Please return every line of the records below that contains the word "bool".

(Stored data)
Start of Block

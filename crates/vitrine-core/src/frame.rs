#![forbid(unsafe_code)]

//! Animation-frame coalescing for layout measurements.
//!
//! Resize and font events can arrive many times per frame. Measuring on each
//! one forces a layout per event, so measurements are deferred to the next
//! animation frame instead:
//!
//! - scheduling a kind that is already pending does nothing;
//! - the host is asked for a frame only when none is outstanding;
//! - when the frame fires, every pending kind runs exactly once.
//!
//! # Usage
//!
//! ```
//! use vitrine_core::frame::{FrameCoalescer, FrameKinds};
//!
//! let mut frames = FrameCoalescer::new();
//! assert!(frames.schedule(FrameKinds::TIMELINE_WIDTH)); // ask host for a frame
//! assert!(!frames.schedule(FrameKinds::TIMELINE_WIDTH)); // coalesced
//! assert!(!frames.schedule(FrameKinds::HEADLINE_FIT)); // rides the same frame
//!
//! let due = frames.take_due();
//! assert_eq!(due, FrameKinds::TIMELINE_WIDTH | FrameKinds::HEADLINE_FIT);
//! assert!(!frames.has_pending());
//! ```

use bitflags::bitflags;

bitflags! {
    /// Measurement kinds that can wait for the next animation frame.
    #[derive(Debug, Default, Clone, Copy, PartialEq, Eq, Hash)]
    pub struct FrameKinds: u8 {
        const HEADLINE_FIT   = 0b001;
        const SUBHEAD_FIT    = 0b010;
        const TIMELINE_WIDTH = 0b100;
    }
}

/// Trailing, per-kind deduplication of animation-frame work.
///
/// Not thread-safe; lives on the UI thread next to the DOM it measures.
#[derive(Debug, Clone, Default)]
pub struct FrameCoalescer {
    pending: FrameKinds,
    frame_requested: bool,
    frames_run: u64,
}

impl FrameCoalescer {
    #[must_use]
    pub fn new() -> Self {
        Self::default()
    }

    /// Mark `kinds` as due on the next frame.
    ///
    /// Returns `true` when the caller must request an animation frame from
    /// the host; `false` when one is already outstanding.
    pub fn schedule(&mut self, kinds: FrameKinds) -> bool {
        self.pending |= kinds;
        if self.frame_requested || self.pending.is_empty() {
            return false;
        }
        self.frame_requested = true;
        true
    }

    /// Called from the animation-frame callback. Returns the kinds to run and
    /// resets the coalescer so the next trigger requests a fresh frame.
    #[must_use]
    pub fn take_due(&mut self) -> FrameKinds {
        self.frame_requested = false;
        self.frames_run = self.frames_run.saturating_add(1);
        std::mem::take(&mut self.pending)
    }

    /// Whether any kind is waiting for a frame.
    #[must_use]
    pub fn has_pending(&self) -> bool {
        !self.pending.is_empty()
    }

    /// Whether a frame request is outstanding with the host.
    #[must_use]
    pub fn frame_requested(&self) -> bool {
        self.frame_requested
    }

    /// Number of frames drained so far.
    #[must_use]
    pub fn frames_run(&self) -> u64 {
        self.frames_run
    }
}

#[cfg(test)]
mod tests {
    use super::*;

    #[test]
    fn first_schedule_requests_frame() {
        let mut frames = FrameCoalescer::new();
        assert!(frames.schedule(FrameKinds::SUBHEAD_FIT));
        assert!(frames.frame_requested());
        assert!(frames.has_pending());
    }

    #[test]
    fn burst_of_schedules_requests_one_frame() {
        let mut frames = FrameCoalescer::new();
        let requests = (0..50)
            .filter(|_| frames.schedule(FrameKinds::TIMELINE_WIDTH))
            .count();
        assert_eq!(requests, 1);
        assert_eq!(frames.take_due(), FrameKinds::TIMELINE_WIDTH);
    }

    #[test]
    fn new_frame_requested_after_drain() {
        let mut frames = FrameCoalescer::new();
        assert!(frames.schedule(FrameKinds::TIMELINE_WIDTH));
        let _ = frames.take_due();
        assert!(frames.schedule(FrameKinds::TIMELINE_WIDTH));
        assert_eq!(frames.frames_run(), 1);
    }

    #[test]
    fn empty_schedule_is_noop() {
        let mut frames = FrameCoalescer::new();
        assert!(!frames.schedule(FrameKinds::empty()));
        assert!(!frames.frame_requested());
    }

    #[test]
    fn spurious_frame_yields_nothing() {
        let mut frames = FrameCoalescer::new();
        assert!(frames.take_due().is_empty());
    }
}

End of Block

YOUR RESPONSE
    frame_requested: bool,
    pub fn schedule(&mut self, kinds: FrameKinds) -> bool {
    pub fn has_pending(&self) -> bool {
    pub fn frame_requested(&self) -> bool {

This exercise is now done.